Well obviously it’s not Kanker style if two out of the three Kankers wanted to go about this in a completely different direction. This was Lee style.
And one more thing I wanna point out before I wrap this up: In Jingle Jingle Jangle. Her and her sisters are literally mocking the story of the three kings bringing gifts to baby Jesus, and in a comedy show, that doesn’t sound too far off for a demon to do at all. (I’d show a picture but I’ve already used up all 30)

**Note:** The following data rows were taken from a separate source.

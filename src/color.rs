use std::ops::{ Add, Sub, Mul };

use crate::feq;
use crate::consts::PPM_MAX_COLOR;

/// A color.
///
/// Represented conventionally with red-green-blue (RGB) values. A component
/// of `1.0` is full intensity, but nothing is clamped during arithmetic;
/// lighting may push components above `1.0` and they are only clamped when
/// scaled for output (see `to_scaled_components`).
///
/// # Examples
///
/// Construct the color red:
///
/// ```
/// # use sphere_tracer::color::Color;
/// let red = Color::red();
/// assert_eq!(red, Color::rgb(1.0, 0.0, 0.0));
/// ```
#[derive(Copy, Clone, Debug, Default, PartialOrd)]
pub struct Color {
    pub r: f64,
    pub g: f64,
    pub b: f64,
}

/// Partial equality on two colors.
///
/// Similar to the `PartialEq` implementation on `Tuple4D`, `Color`s are
/// compared component-wise, accounting for possible floating point error in
/// comparisons.
impl PartialEq for Color {
    fn eq(&self, other: &Color) -> bool {
        feq(self.r, other.r) &&
            feq(self.g, other.g) &&
            feq(self.b, other.b)
    }
}

impl From<[f64; 3]> for Color {
    fn from(c: [f64; 3]) -> Color {
        Color { r: c[0], g: c[1], b: c[2] }
    }
}

impl Color {
    /// Creates a color with red, green and blue values.
    pub fn rgb(r: f64, g: f64, b: f64) -> Color {
        Color { r, g, b }
    }

    /// The color black.
    pub fn black() -> Color {
        Color::rgb(0.0, 0.0, 0.0)
    }

    /// The color white.
    pub fn white() -> Color {
        Color::rgb(1.0, 1.0, 1.0)
    }

    /// The color red.
    pub fn red() -> Color {
        Color::rgb(1.0, 0.0, 0.0)
    }

    /// The color green.
    pub fn green() -> Color {
        Color::rgb(0.0, 1.0, 0.0)
    }

    /// The color blue.
    pub fn blue() -> Color {
        Color::rgb(0.0, 0.0, 1.0)
    }

    /// Computes the Hadamard product of two colors.
    ///
    /// This is provided as an associated function of `Color` to prevent
    /// possible confusion with the `*` operator.
    ///
    /// The hadamard product multiplies each component of the two colors, and
    /// yields a new color containing those products.
    ///
    /// # Examples
    ///
    /// ```
    /// # use sphere_tracer::color::Color;
    /// let yellow = Color::rgb(1.0, 1.0, 0.0);
    /// let purple = Color::rgb(1.0, 0.0, 1.0);
    /// let product = Color::hadamard(&yellow, &purple);
    /// assert_eq!(product, Color::red());
    /// ```
    pub fn hadamard(c1: &Color, c2: &Color) -> Color {
        let r = c1.r * c2.r;
        let g = c1.g * c2.g;
        let b = c1.b * c2.b;

        Color { r, g, b }
    }

    /// Scales a color to 8-bit components for image output.
    ///
    /// Each component is multiplied by 255, clamped to `[0, 255]` and rounded
    /// to the nearest integer.
    ///
    /// ```
    /// # use sphere_tracer::color::Color;
    /// let c = Color::rgb(1.5, 0.5, -0.5);
    /// assert_eq!(c.to_scaled_components(), (255, 128, 0));
    /// ```
    pub fn to_scaled_components(&self) -> (u8, u8, u8) {
        fn scale(c: f64) -> u8 {
            (c * PPM_MAX_COLOR).max(0.0).min(PPM_MAX_COLOR).round() as u8
        }

        (scale(self.r), scale(self.g), scale(self.b))
    }
}

/// Adds two colors together.
///
/// Components are added together individually.
impl Add<Color> for Color {
    type Output = Color;

    fn add(self, other: Color) -> Self::Output {
        Color {
            r: self.r + other.r,
            g: self.g + other.g,
            b: self.b + other.b,
        }
    }
}

/// Subtracts one color from another.
impl Sub<Color> for Color {
    type Output = Color;

    fn sub(self, other: Color) -> Self::Output {
        Color {
            r: self.r - other.r,
            g: self.g - other.g,
            b: self.b - other.b,
        }
    }
}

/// Multiplies a color by a scalar.
impl Mul<f64> for Color {
    type Output = Color;

    fn mul(self, other: f64) -> Self::Output {
        Color {
            r: self.r * other,
            g: self.g * other,
            b: self.b * other,
        }
    }
}

impl Mul<Color> for f64 {
    type Output = Color;

    fn mul(self, other: Color) -> Self::Output {
        other * self
    }
}

/// Multiplies a color by a color.
///
/// For colors `c1` and `c2`, `c1 * c2` is shorthand for
/// `Color::hadamard(&c1, &c2)`.
impl Mul<Color> for Color {
    type Output = Color;

    fn mul(self, other: Color) -> Self::Output {
        Color::hadamard(&self, &other)
    }
}

#[test]
fn add_colors() {
    let c1 = Color::rgb(0.9, 0.6, 0.75);
    let c2 = Color::rgb(0.7, 0.1, 0.25);
    let c3 = Color { r: 1.6, g: 0.7, b: 1.0 };

    assert_eq!(c1 + c2, c3);
}

#[test]
fn subtract_colors() {
    let c1 = Color::rgb(0.9, 0.6, 0.75);
    let c2 = Color::rgb(0.7, 0.1, 0.25);
    let c3 = Color { r: 0.2, g: 0.5, b: 0.5 };

    assert_eq!(c1 - c2, c3);
}

#[test]
fn multiply_colors() {
    let c1 = Color::rgb(0.2, 0.3, 0.4);
    let c2 = Color { r: 0.4, g: 0.6, b: 0.8 };

    assert_eq!(c1 * 2.0, c2);
    assert_eq!(2.0 * c1, c2);
}

#[test]
fn hadamard_colors() {
    let c1 = Color::rgb(1.0, 0.2, 0.4);
    let c2 = Color::rgb(0.9, 1.0, 0.1);

    assert_eq!(c1 * c2, Color::rgb(0.9, 0.2, 0.04));
}

#[test]
fn scaled_components_clamp_and_round() {
    assert_eq!(Color::black().to_scaled_components(), (0, 0, 0));
    assert_eq!(Color::white().to_scaled_components(), (255, 255, 255));
    assert_eq!(Color::rgb(0.0, 0.5, 1.0).to_scaled_components(), (0, 128, 255));
    assert_eq!(Color::rgb(-2.0, 0.2, 7.0).to_scaled_components(), (0, 51, 255));
}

Final thoughts. Even if none of this is true, even if I’m just spouting a bunch of nonsense, there’s one thing that I know is true: Lee Kanker, you are a sick, disgusting, sad excuse of a sister and an unbelievably horrible creature. The torment and pain you inflict on others is unforgivable. And I cannot believe that you have the audacity to refer to Nazz as a “hussy” at the school dance after everything you’ve put the Eds through. Anything and everything bad that happened to you in the show isn’t even close to what you deserve. And if you truly are a heartless demon as I’ve stated, then I’m not at all surprised. And I’m willing to bet that the middle school bullies that Antonucci based you off of are saints compared to you. So take your lipstick, your lust, and your forever misguided sisters, and go choke and die on holy water you TRAILER TRASH TRAMP.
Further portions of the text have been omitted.